⁸ Department of Pathology, College of Medicine, Kyung Hee University, Seoul, Republic of Korea; KHU-KIST Department of Converging Science and Technology, Kyung Hee University, Seoul, Republic of Korea.
⁹ Natural Products Research Institute, Korea Institute of Science and Technology, Gangneung, Republic of Korea.
¹⁰ Division of Hepato-Biliary and Pancreatic Surgery, Department of Surgery, University of Ulsan College of Medicine, Asan Medical Center, Seoul, Republic of Korea.
¹¹ Medicinal Materials Research Center, Biomedical Research Division, Korea Institute of Science and Technology, Seoul, Republic of Korea; KHU-KIST Department of Converging Science and Technology, Kyung Hee University, Seoul, Republic of Korea.
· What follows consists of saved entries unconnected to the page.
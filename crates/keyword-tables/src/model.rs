use std::path::PathBuf;

/// A single extracted cell. `None` marks a slot the extractor saw but could not fill.
pub type Cell = Option<String>;

pub type Row = Vec<Cell>;

/// One table as produced by a [`crate::TableSource`]. Row 0 is the header.
#[derive(Debug, Clone, Default, PartialEq, Eq)]
pub struct Table {
    pub rows: Vec<Row>,
}

impl Table {
    #[must_use]
    pub fn new(rows: Vec<Row>) -> Self {
        Self { rows }
    }

    /// Builds a table where every cell is present.
    #[must_use]
    pub fn from_text_rows<R, C>(rows: R) -> Self
    where
        R: IntoIterator,
        R::Item: IntoIterator<Item = C>,
        C: Into<String>,
    {
        Self {
            rows: rows
                .into_iter()
                .map(|row| row.into_iter().map(|cell| Some(cell.into())).collect())
                .collect(),
        }
    }

    #[must_use]
    pub fn header(&self) -> Option<&Row> {
        self.rows.first()
    }

    #[must_use]
    pub fn has_header(&self) -> bool {
        self.header().is_some_and(|header| !header.is_empty())
    }

    pub fn data_rows(&self) -> impl Iterator<Item = &Row> {
        self.rows.iter().skip(1)
    }

    pub fn present_cells(&self) -> impl Iterator<Item = &str> {
        self.rows.iter().flatten().filter_map(Option::as_deref)
    }
}

#[derive(Debug, Clone, PartialEq, Eq)]
pub struct MatchedTable {
    pub document: String,
    pub page: u32,
    pub table_index: usize,
    pub table: Table,
}

#[derive(Debug, Clone, PartialEq, Eq)]
pub enum FileLocation {
    Disk(PathBuf),
    Memory(Vec<u8>),
}

#[derive(Debug, Clone, PartialEq, Eq)]
pub struct ExportedFile {
    pub file_name: String,
    pub location: FileLocation,
}

impl ExportedFile {
    #[must_use]
    pub fn path(&self) -> Option<&PathBuf> {
        match &self.location {
            FileLocation::Disk(path) => Some(path),
            FileLocation::Memory(_) => None,
        }
    }

    /// Where the file lives, for notices.
    #[must_use]
    pub fn display_location(&self) -> String {
        match &self.location {
            FileLocation::Disk(path) => path.display().to_string(),
            FileLocation::Memory(_) => self.file_name.clone(),
        }
    }
}
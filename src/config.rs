use std::str::FromStr;

use keyword_tables::{DEFAULT_KEYWORD, TableStrategy};
use worker::Env;

pub const DEFAULT_MAX_UPLOAD_BYTES: usize = 50 * 1024 * 1024;

/// Settings read from the worker environment, with fallbacks for unset or invalid values.
#[derive(Debug, Clone, PartialEq, Eq)]
pub struct AppConfig {
    pub default_keyword: String,
    pub strategy: TableStrategy,
    pub max_upload_bytes: usize,
}

impl AppConfig {
    pub fn from_env(env: &Env) -> Self {
        let var = |name: &str| env.var(name).ok().map(|value| value.to_string());
        Self::from_vars(
            var("DEFAULT_KEYWORD"),
            var("TABLE_STRATEGY"),
            var("MAX_UPLOAD_BYTES"),
        )
    }

    #[must_use]
    pub fn from_vars(
        default_keyword: Option<String>,
        strategy: Option<String>,
        max_upload_bytes: Option<String>,
    ) -> Self {
        Self {
            default_keyword: default_keyword
                .filter(|value| !value.trim().is_empty())
                .unwrap_or_else(|| DEFAULT_KEYWORD.to_string()),
            strategy: strategy
                .and_then(|value| TableStrategy::from_str(&value).ok())
                .unwrap_or_default(),
            max_upload_bytes: max_upload_bytes
                .and_then(|value| value.trim().parse::<usize>().ok())
                .filter(|value| *value > 0)
                .unwrap_or(DEFAULT_MAX_UPLOAD_BYTES),
        }
    }
}

impl Default for AppConfig {
    fn default() -> Self {
        Self::from_vars(None, None, None)
    }
}
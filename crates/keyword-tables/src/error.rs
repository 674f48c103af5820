use std::io;
use std::path::PathBuf;

use pdfplumber::PdfError;
use thiserror::Error;

#[derive(Debug, Error)]
pub enum ExtractError {
    #[error("I/O error: {0}")]
    Io(#[from] io::Error),

    #[error("CSV write error: {0}")]
    Csv(#[from] csv::Error),

    #[error("failed to load PDF: {0}")]
    PdfLoad(#[from] PdfError),

    #[error("failed to read page {page}: {source}")]
    PdfPage {
        page: u32,
        #[source]
        source: PdfError,
    },

    #[error("failed to build archive: {0}")]
    Zip(#[from] zip::result::ZipError),

    #[error("PDF file not found: {}", .0.display())]
    DocumentNotFound(PathBuf),

    #[error("invalid page selection: {0}")]
    InvalidPageSelection(String),

    #[error("invalid option: {0}")]
    InvalidOption(String),

    #[error("no pages available after applying selection")]
    NoPagesSelected,

    #[error("row {row} has {width} cells but the header only has {header_width}")]
    RowTooWide {
        row: usize,
        width: usize,
        header_width: usize,
    },

    #[error("duplicate header name '{0}'")]
    DuplicateHeader(String),
}
use std::borrow::Cow;
use std::fs;
use std::io::{Cursor, ErrorKind, Write};
use std::path::Path;

use tracing::{debug, warn};
use zip::CompressionMethod;
use zip::ZipWriter;
use zip::write::SimpleFileOptions;

use crate::error::ExtractError;
use crate::model::{ExportedFile, FileLocation};

pub const ARCHIVE_FILE_NAME: &str = "extracted_tables.zip";

fn entry_name(file: &ExportedFile) -> String {
    let name = match &file.location {
        FileLocation::Disk(path) => path.file_name(),
        FileLocation::Memory(_) => Path::new(&file.file_name).file_name(),
    };
    name.map_or_else(
        || file.file_name.clone(),
        |name| name.to_string_lossy().into_owned(),
    )
}

fn read_contents(file: &ExportedFile) -> Result<Cow<'_, [u8]>, ExtractError> {
    match &file.location {
        FileLocation::Disk(path) => Ok(Cow::Owned(fs::read(path)?)),
        FileLocation::Memory(bytes) => Ok(Cow::Borrowed(bytes)),
    }
}

/// Zips `files` flat under their base names. Returns `None` when there is nothing to zip.
///
/// Entries sharing a name collapse into one, keeping the first position and the
/// last contents, the same outcome as overwriting the file on disk.
pub fn build_archive(files: &[ExportedFile]) -> Result<Option<Vec<u8>>, ExtractError> {
    if files.is_empty() {
        return Ok(None);
    }

    let mut entries: Vec<(String, Cow<'_, [u8]>)> = Vec::with_capacity(files.len());
    for file in files {
        let name = entry_name(file);
        let contents = read_contents(file)?;
        match entries.iter_mut().find(|(existing, _)| *existing == name) {
            Some(entry) => {
                debug!(name = %name, "replacing duplicate archive entry");
                entry.1 = contents;
            }
            None => entries.push((name, contents)),
        }
    }

    let options = SimpleFileOptions::default().compression_method(CompressionMethod::Deflated);
    let mut writer = ZipWriter::new(Cursor::new(Vec::new()));
    for (name, contents) in &entries {
        writer.start_file(name.as_str(), options)?;
        writer.write_all(contents)?;
    }

    Ok(Some(writer.finish()?.into_inner()))
}

/// Deletes the on-disk files among `files`. Files already gone are ignored.
pub fn remove_exported(files: &[ExportedFile]) -> Result<(), ExtractError> {
    for path in files.iter().filter_map(ExportedFile::path) {
        match fs::remove_file(path) {
            Ok(()) => debug!(path = %path.display(), "removed exported csv"),
            Err(error) if error.kind() == ErrorKind::NotFound => {}
            Err(error) => {
                warn!(path = %path.display(), %error, "failed to remove exported csv");
                return Err(error.into());
            }
        }
    }
    Ok(())
}

/// Writes the archive of `files` to `path`, then deletes the exported files.
///
/// Returns `false` when there was nothing to archive. The exported files stay in
/// place unless the archive was written.
pub fn archive_to_file(files: &[ExportedFile], path: &Path) -> Result<bool, ExtractError> {
    let Some(bytes) = build_archive(files)? else {
        return Ok(false);
    };

    fs::write(path, bytes)?;
    debug!(path = %path.display(), entries = files.len(), "wrote archive");
    remove_exported(files)?;
    Ok(true)
}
Electronic address: [email protected].

PMID: 39423512
DOI: 10.1016/j.biomaterials.2024.122888

Abstract

The dysfunction of natural killer (NK) cells, mediated by transforming growth factor β1 (TGFβ1) within the tumor microenvironment, impedes antitumor therapy and contributes to poor clinical outcomes. Our study introduces self-activating chimeric antigen receptor (CAR)-NK cells that block TGFβ1 signaling by releasing a specifically designed peptide, P6, which targets mesothelin in pancreatic tumors. P6 originates from the interaction sites between TGFβ1 and TGFβ receptor 1 and effectively disrupts TGFβ1's inhibitory signaling in NK cells. Our analysis demonstrates that P6 treatment interrupts the SMAD2/3 pathway in NK cells, mitigating TGFβ1-mediated suppression of NK cell activity, thereby enhancing their metabolic function and cytotoxic response against pancreatic tumors. These CAR-NK cells exhibit potent antitumor capabilities, as evidenced in spheroid cultures with cancer-associated fibroblasts and in vivo mouse models. Our approach marks a substantial advancement in overcoming TGFβ1-mediated immune evasion, offering a promising avenue for revolutionizing cancer immunotherapy.

Keywords: Chimeric antigen receptor; Natural killer cell; Solid tumor; TGFβ; Tumor microenvironment.